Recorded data
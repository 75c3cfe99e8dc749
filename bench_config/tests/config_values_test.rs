#![allow(non_snake_case)]

use bench_config::{BenchConfig, ByteSize, config_group};
use serial_test::serial;
use utils::EnvVarGuard;

mod example {
    use super::*;

    config_group!({
        /// Test integer value
        ref TEST_INT: usize = 42;

        /// Test string value
        ref TEST_STRING: String = "default".to_string();

        /// Test boolean value
        ref TEST_BOOL: bool = false;

        /// Test byte size value
        ref TEST_BYTE_SIZE: ByteSize = ByteSize::new(1_000_000);

        /// Test float value
        ref TEST_FLOAT: f64 = 0.5;

        /// Test optional value
        ref TEST_OPTIONAL: Option<String> = None;
    });
}

#[test]
#[serial(config_env)]
fn test_basic_configuration() {
    let _g1 = EnvVarGuard::unset("LINKBENCH_EXAMPLE_TEST_INT");
    let _g2 = EnvVarGuard::unset("LINKBENCH_EXAMPLE_TEST_STRING");
    let _g3 = EnvVarGuard::unset("LINKBENCH_EXAMPLE_TEST_BOOL");
    let _g4 = EnvVarGuard::unset("LINKBENCH_EXAMPLE_TEST_BYTE_SIZE");
    let _g5 = EnvVarGuard::unset("LINKBENCH_EXAMPLE_TEST_FLOAT");
    let _g6 = EnvVarGuard::unset("LINKBENCH_EXAMPLE_TEST_OPTIONAL");

    let mut config = example::ConfigValueGroup::new();
    config.apply_env_overrides();
    assert_eq!(config.TEST_INT, 42);
    assert_eq!(config.TEST_STRING, "default");
    assert!(!config.TEST_BOOL);
    assert_eq!(config.TEST_BYTE_SIZE.as_u64(), 1_000_000);
    assert_eq!(config.TEST_FLOAT, 0.5);
    assert_eq!(config.TEST_OPTIONAL, None);
}

#[test]
#[serial(config_env)]
fn test_environment_override() {
    let _g1 = EnvVarGuard::set("LINKBENCH_EXAMPLE_TEST_INT", "100");
    let _g2 = EnvVarGuard::set("LINKBENCH_EXAMPLE_TEST_STRING", "override");
    let _g3 = EnvVarGuard::set("LINKBENCH_EXAMPLE_TEST_BOOL", "yes");
    let _g4 = EnvVarGuard::set("LINKBENCH_EXAMPLE_TEST_BYTE_SIZE", "2mb");
    let _g5 = EnvVarGuard::set("LINKBENCH_EXAMPLE_TEST_FLOAT", "0.25");
    let _g6 = EnvVarGuard::set("LINKBENCH_EXAMPLE_TEST_OPTIONAL", "some_value");

    let mut config = example::ConfigValueGroup::new();
    config.apply_env_overrides();

    assert_eq!(config.TEST_INT, 100);
    assert_eq!(config.TEST_STRING, "override");
    assert!(config.TEST_BOOL);
    assert_eq!(config.TEST_BYTE_SIZE.as_u64(), 2_000_000);
    assert_eq!(config.TEST_FLOAT, 0.25);
    assert_eq!(config.TEST_OPTIONAL, Some("some_value".to_string()));
}

#[test]
#[serial(config_env)]
fn test_invalid_env_value_falls_back_to_default() {
    let _guard = EnvVarGuard::set("LINKBENCH_EXAMPLE_TEST_INT", "not_a_number");
    let mut config = example::ConfigValueGroup::new();
    config.apply_env_overrides();
    assert_eq!(config.TEST_INT, 42);
}

#[test]
#[serial(config_env)]
fn test_bench_config_reads_group_variables() {
    let _g1 = EnvVarGuard::set("LINKBENCH_BENCHMARK_LARGE_TRANSFER_BYTES", "64mib");
    let _g2 = EnvVarGuard::set("LINKBENCH_BENCHMARK_CONTINUOUS_MODE", "1");
    let _g3 = EnvVarGuard::set("LINKBENCH_RESULT_LOG_CSV_PATH", "/tmp/links.csv");
    let _g4 = EnvVarGuard::set("LINKBENCH_CLASSIFIER_REALISTIC_MAX_PERCENT", "97.5");

    let config = BenchConfig::new();
    assert_eq!(config.benchmark.large_transfer_bytes.as_u64(), 64 << 20);
    assert!(config.benchmark.continuous_mode);
    assert_eq!(config.result_log.csv_path, "/tmp/links.csv");
    assert_eq!(config.classifier.realistic_max_percent, 97.5);
    // untouched groups keep defaults
    assert_eq!(config.benchmark.bandwidth_batches, 32);
}
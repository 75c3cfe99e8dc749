use chrono::{DateTime, Local};
use serde::Serialize;

use crate::error::{LinkBenchError, Result};
use crate::samples::{SampleSeries, Unit};

/// Summary of one test's samples.
#[derive(Debug, Clone, PartialEq, Serialize)]
pub struct TestResult {
    pub name: String,
    pub min: f64,
    pub avg: f64,
    pub max: f64,
    pub p99: f64,
    pub p99_9: f64,
    pub unit: Unit,
    pub timestamp: DateTime<Local>,
}

/// Index of percentile `numerator / denominator` in a sorted series of length `n`.
///
/// Computes `floor(n * p)` in integer arithmetic and clamps it to the last element.
fn percentile_index(n: usize, numerator: usize, denominator: usize) -> usize {
    debug_assert!(n > 0);
    ((n * numerator) / denominator).min(n - 1)
}

/// Reduce `series` to min/avg/max/p99/p99.9.  The timestamp is taken at summarization time.
///
/// Fails with `InvalidInput` for an empty series or one holding a negative or non-finite sample.
pub fn summarize(name: impl Into<String>, series: &SampleSeries, unit: Unit) -> Result<TestResult> {
    let name = name.into();
    if series.is_empty() {
        return Err(LinkBenchError::invalid_input(format!("cannot summarize empty sample series for {name:?}")));
    }
    if let Some(bad) = series.as_slice().iter().find(|v| !v.is_finite() || **v < 0.0) {
        return Err(LinkBenchError::invalid_input(format!("sample series for {name:?} contains invalid value {bad}")));
    }

    let mut sorted = series.as_slice().to_vec();
    sorted.sort_by(f64::total_cmp);

    let n = sorted.len();
    let avg = sorted.iter().sum::<f64>() / n as f64;

    Ok(TestResult {
        name,
        min: sorted[0],
        avg,
        max: sorted[n - 1],
        p99: sorted[percentile_index(n, 99, 100)],
        p99_9: sorted[percentile_index(n, 999, 1000)],
        unit,
        timestamp: Local::now(),
    })
}
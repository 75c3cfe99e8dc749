use std::fmt;

use serde::Serialize;

use crate::error::OperationError;

#[derive(Debug, Clone, Copy, PartialEq, Eq, Serialize)]
pub enum TransferDirection {
    /// Host memory to device memory.
    Upload,
    /// Device memory to host memory.
    Download,
}

impl fmt::Display for TransferDirection {
    fn fmt(&self, f: &mut fmt::Formatter<'_>) -> fmt::Result {
        match self {
            TransferDirection::Upload => f.write_str("host->device"),
            TransferDirection::Download => f.write_str("device->host"),
        }
    }
}

/// One timed unit of work on the device.
///
/// `execute` submits the work and returns only once the device reports it complete; the harness times the
/// whole call.  Implementations own whatever buffers, queues and fences they need.
pub trait HardwareOperation {
    fn execute(&mut self) -> Result<(), OperationError>;
}

impl<F> HardwareOperation for F
where
    F: FnMut() -> Result<(), OperationError>,
{
    fn execute(&mut self) -> Result<(), OperationError> {
        self()
    }
}

/// A device backend: supplies the operations the benchmark suite times.
pub trait Backend {
    /// Short label written to the result log's API column.
    fn label(&self) -> &str;

    /// Human readable description of the selected device.
    fn device_description(&self) -> String;

    /// An operation performing `copies` transfers of `bytes` each in `direction` per execution.
    fn copy_operation(
        &mut self,
        direction: TransferDirection,
        bytes: u64,
        copies: usize,
    ) -> Result<Box<dyn HardwareOperation + '_>, OperationError>;

    /// An operation submitting an empty command and waiting for it to complete.
    fn noop_operation(&mut self) -> Result<Box<dyn HardwareOperation + '_>, OperationError>;
}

= PROBLEM DETAILS =
Every line that contains the string "HardwareOperation" should be returned from the data.

= RESPONSE =
pub trait HardwareOperation {
impl<F> HardwareOperation for F
    ) -> Result<Box<dyn HardwareOperation + '_>, OperationError>;
    fn noop_operation(&mut self) -> Result<Box<dyn HardwareOperation + '_>, OperationError>;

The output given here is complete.